Meteorologists said Typhoon Lingling weakened to a tropical low pressure system after making landfall in central Vietnam overnight, but torrential rain had swollen some rivers to danger levels, prompting the evacuation of hundreds of families.

State-run Vietnam Television said eight people died in the central province of Phu Yen, but gave no details.

Disaster officials said a 16-year-old boy was electrocuted in Quang Ngai province after Lingling tore through power lines and a three-year old child was killed under a collapsed house in Binh Dinh province.

Officials in Binh Dinh said thousands of trees had been uprooted and 74 fishing boats damaged or sunk.

In Quang Ngai, officials said the storm flattened 12 houses and sunk two fishing boats.

A Reuters Video News cameraman saw dozens of big trees uprooted on Vietnam's north-south Highway One running through the province of Phu Yen and in its capital town of Tuy Hoa, about 150 km (93 miles) south of Quang Ngai.

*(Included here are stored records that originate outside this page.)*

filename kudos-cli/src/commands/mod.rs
//! CLI command implementations

pub mod serve;

pub use serve::ServeArgs;
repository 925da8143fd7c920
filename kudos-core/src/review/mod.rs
//! Review operations exposed to the transport layer

pub mod request;
pub mod service;

pub use request::{CreateReview, EditReview, LikeReview, ReviewIdInput};
pub use service::{ReviewService, ServiceError, ServiceResult};
//! Request extractors

use std::convert::Infallible;

use axum::{
    async_trait,
    extract::{FromRequest, FromRequestParts, Request},
    http::{header::AUTHORIZATION, request::Parts, StatusCode},
    Json,
};

use super::error::ApiError;

/// Token from an `Authorization: Bearer <token>` header, if one was sent.
///
/// Never rejects: whether a missing token is acceptable is decided by the
/// review operation, not the extractor.
#[derive(Debug, Clone, Default, PartialEq, Eq)]
pub struct BearerToken(pub Option<String>);

impl BearerToken {
    pub fn as_deref(&self) -> Option<&str> {
        self.0.as_deref()
    }

    fn parse(header: &str) -> Option<String> {
        let (scheme, token) = header.trim().split_once(' ')?;
        let token = token.trim();
        (scheme.eq_ignore_ascii_case("bearer") && !token.is_empty()).then(|| token.to_string())
    }
}

#[async_trait]
impl<S> FromRequestParts<S> for BearerToken
where
    S: Send + Sync,
{
    type Rejection = Infallible;

    async fn from_request_parts(parts: &mut Parts, _state: &S) -> Result<Self, Self::Rejection> {
        let token = parts
            .headers
            .get(AUTHORIZATION)
            .and_then(|value| value.to_str().ok())
            .and_then(BearerToken::parse);
        Ok(BearerToken(token))
    }
}

/// JSON extractor that answers malformed bodies with 400 instead of axum's 422.
///
/// Preserves 413 Payload Too Large for body limit errors.
pub struct JsonBadRequest<T>(pub T);

#[async_trait]
impl<S, T> FromRequest<S> for JsonBadRequest<T>
where
    T: serde::de::DeserializeOwned,
    S: Send + Sync,
{
    type Rejection = ApiError;

    async fn from_request(req: Request, state: &S) -> Result<Self, Self::Rejection> {
        match Json::<T>::from_request(req, state).await {
            Ok(Json(value)) => Ok(JsonBadRequest(value)),
            Err(rejection) => {
                if rejection.status() == StatusCode::PAYLOAD_TOO_LARGE {
                    return Err(ApiError::new(
                        StatusCode::PAYLOAD_TOO_LARGE,
                        "payload_too_large",
                        rejection.body_text(),
                    ));
                }
                Err(ApiError::validation_error(rejection.body_text()))
            }
        }
    }
}
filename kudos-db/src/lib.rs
//! Review storage for Kudos
//!
//! Defines the review record, the typed ids used to address it, and the
//! [`ReviewStore`] trait with in-memory and SQLite implementations.

pub mod error;
pub mod memory;
pub mod models;
pub mod sqlite;
pub mod traits;

pub use error::{Result, StoreError};
pub use memory::MemoryReviewStore;
pub use models::{
    EmptyMessage, InvalidProductId, NewReview, ProductFilter, ProductId, Review, ReviewId,
    ReviewMessage,
};
pub use sqlite::{DatabaseConfig, SqliteReviewStore};
pub use traits::ReviewStore;
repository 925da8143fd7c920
//! Kudos Core - product reviews with authenticated writes
//!
//! This crate holds configuration, caller identity and the
//! transport-independent [`ReviewService`] that applies authorization
//! before delegating to a [`kudos_db::ReviewStore`].

pub mod auth;
pub mod config;
pub mod error;
pub mod review;

pub use auth::{Identity, LoginService, SessionTokens, TokenVerifier};
pub use config::{Config, ConfigOverrides, StoreBackend};
pub use error::{Error, Result};
pub use review::{ReviewService, ServiceError};
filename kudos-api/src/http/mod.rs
//! HTTP surface for product reviews.

mod error;
mod extract;
mod routes;
mod state;

#[cfg(test)]
mod tests;

use std::future::Future;
use std::net::SocketAddr;

use axum::Router;
use tracing::info;

pub use error::ApiError;
pub use extract::{BearerToken, JsonBadRequest};
pub use routes::{create_router, create_router_with_body_limit, DEFAULT_BODY_LIMIT};
pub use state::AppState;

/// Serve `router` on `addr` until `shutdown` resolves.
pub async fn run_http_server(
    router: Router,
    addr: SocketAddr,
    shutdown: impl Future<Output = ()> + Send + 'static,
) -> std::io::Result<()> {
    let listener = tokio::net::TcpListener::bind(addr).await?;
    info!(addr = %listener.local_addr()?, "HTTP server listening");

    axum::serve(listener, router)
        .with_graceful_shutdown(shutdown)
        .await
}
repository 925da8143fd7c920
//! JSON error responses

use axum::{
    http::StatusCode,
    response::{IntoResponse, Response},
    Json,
};
use kudos_core::auth::AuthError;
use kudos_core::ServiceError;
use serde::Serialize;
use tracing::error;

/// Error body returned by every endpoint: `{"code": ..., "message": ...}`
#[derive(Debug, Clone, Serialize)]
pub struct ApiError {
    #[serde(skip)]
    pub status: StatusCode,
    pub code: String,
    pub message: String,
}

impl ApiError {
    pub fn new(status: StatusCode, code: impl Into<String>, message: impl Into<String>) -> Self {
        Self {
            status,
            code: code.into(),
            message: message.into(),
        }
    }

    /// Creates a validation error (400).
    pub fn validation_error(message: impl Into<String>) -> Self {
        Self::new(StatusCode::BAD_REQUEST, "validation_error", message)
    }

    /// Creates a not found error (404).
    pub fn not_found(message: impl Into<String>) -> Self {
        Self::new(StatusCode::NOT_FOUND, "not_found", message)
    }

    /// Creates an authentication/authorization error (401).
    pub fn unauthorized(code: &str, message: impl Into<String>) -> Self {
        Self::new(StatusCode::UNAUTHORIZED, code, message)
    }

    /// Creates an internal error (500) without leaking the cause.
    pub fn internal() -> Self {
        Self::new(
            StatusCode::INTERNAL_SERVER_ERROR,
            "internal_error",
            "Internal server error",
        )
    }
}

impl IntoResponse for ApiError {
    fn into_response(self) -> Response {
        (self.status, Json(self)).into_response()
    }
}

impl From<AuthError> for ApiError {
    fn from(err: AuthError) -> Self {
        let code = match err {
            AuthError::MissingCredentials => "unauthenticated",
            AuthError::InvalidCredentials => "invalid_credentials",
            AuthError::AuthorMismatch | AuthError::NotOwner => "unauthorized",
        };
        ApiError::unauthorized(code, err.to_string())
    }
}

impl From<ServiceError> for ApiError {
    fn from(err: ServiceError) -> Self {
        match err {
            ServiceError::Auth(auth) => auth.into(),
            ServiceError::NotFound(_) => ApiError::not_found("Review not found"),
            ServiceError::Validation(message) => ApiError::validation_error(message),
            ServiceError::Store(store) => {
                error!(error = %store, "Review storage failed");
                ApiError::internal()
            }
        }
    }
}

Le Anh Tuan, a 40-year-old Tuy Hoa resident, said the typhoon took about three hours to pass over his house. "My wife, my children and I had to hide here. We didn't dare go out," he said.

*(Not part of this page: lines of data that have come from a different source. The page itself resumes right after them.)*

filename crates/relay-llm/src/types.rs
use serde::{Deserialize, Serialize};
use serde_json::Value;

#[derive(Clone, Copy, Debug, PartialEq, Eq, Serialize, Deserialize)]
#[serde(rename_all = "lowercase")]
pub enum Role {
    System,
    User,
    Assistant,
    Tool,
}

/// A tool invocation requested by the model. `arguments` is the raw JSON
/// string exactly as the provider delivered it.
#[derive(Clone, Debug, PartialEq, Eq, Serialize, Deserialize)]
pub struct ToolCall {
    pub id: String,
    pub name: String,
    pub arguments: String,
}

/// One turn in a conversation.
///
/// A `tool` message's `tool_call_id` must reference a `tool_calls` entry of a
/// preceding assistant message in the same run.
#[derive(Clone, Debug, PartialEq, Serialize, Deserialize)]
pub struct Message {
    pub role: Role,
    #[serde(skip_serializing_if = "Option::is_none")]
    pub content: Option<String>,
    #[serde(default, skip_serializing_if = "Vec::is_empty")]
    pub images: Vec<String>,
    #[serde(default, skip_serializing_if = "Vec::is_empty")]
    pub tool_calls: Vec<ToolCall>,
    #[serde(skip_serializing_if = "Option::is_none")]
    pub tool_call_id: Option<String>,
}

impl Message {
    fn base(role: Role) -> Self {
        Self {
            role,
            content: None,
            images: Vec::new(),
            tool_calls: Vec::new(),
            tool_call_id: None,
        }
    }

    pub fn system(content: impl Into<String>) -> Self {
        Self {
            content: Some(content.into()),
            ..Self::base(Role::System)
        }
    }

    pub fn user(content: impl Into<String>) -> Self {
        Self {
            content: Some(content.into()),
            ..Self::base(Role::User)
        }
    }

    pub fn user_with_images(content: impl Into<String>, images: Vec<String>) -> Self {
        Self {
            content: Some(content.into()),
            images,
            ..Self::base(Role::User)
        }
    }

    pub fn assistant(content: impl Into<String>) -> Self {
        Self {
            content: Some(content.into()),
            ..Self::base(Role::Assistant)
        }
    }

    pub fn assistant_with_tool_calls(content: Option<String>, tool_calls: Vec<ToolCall>) -> Self {
        Self {
            content,
            tool_calls,
            ..Self::base(Role::Assistant)
        }
    }

    pub fn tool(tool_call_id: impl Into<String>, content: impl Into<String>) -> Self {
        Self {
            content: Some(content.into()),
            tool_call_id: Some(tool_call_id.into()),
            ..Self::base(Role::Tool)
        }
    }

    pub fn text(&self) -> &str {
        self.content.as_deref().unwrap_or_default()
    }
}

/// Schema advertised for a callable tool, in JSON Schema form.
#[derive(Clone, Debug, PartialEq, Serialize, Deserialize)]
pub struct ToolSchema {
    pub name: String,
    pub description: String,
    pub parameters: Value,
}

#[derive(Clone, Debug, Default, PartialEq)]
pub struct Request {
    pub model: Option<String>,
    pub messages: Vec<Message>,
    pub tools: Vec<ToolSchema>,
}

#[derive(Clone, Debug, Default, PartialEq, Eq, Serialize, Deserialize)]
pub struct Usage {
    pub input_tokens: u64,
    pub output_tokens: u64,
    pub total_tokens: u64,
}

/// A fully assembled model response.
#[derive(Clone, Debug, PartialEq, Serialize, Deserialize)]
pub struct Completion {
    pub message: Message,
    pub usage: Option<Usage>,
}

impl Completion {
    pub fn text(&self) -> &str {
        self.message.text()
    }

    pub fn tool_calls(&self) -> &[ToolCall] {
        &self.message.tool_calls
    }
}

A disaster official in Quang Ngai said about 400 families were evacuated on Sunday from low-lying areas around Tuy Hoa.

Lingling was the first typhoon to hit central Vietnam this year, although last month a tropical low pressure system brought torrential rains and floods to eight central provinces, killing at least 44 people.

STORM WEAKENS AFTER LANDFALL

The official Voice of Vietnam radio called Lingling the strongest storm to hit the country in 15 years, but a national weather centre report yesterday morning said it had weakened to a low-pressure system.

It was now moving west towards northern Cambodia and southern Laos at about 15 km (10 miles) an hour, the report said.

Overnight, Lingling brought winds gusting up to Force 10 on the Beaufort scale, or 102 km (63 miles) per hour, and torrential rain to seven provinces of Vietnam from Quang Tri to Khanh Hoa, 500 km (312 miles) to the south. It also brought rains to the coffee-growing Central Highlands.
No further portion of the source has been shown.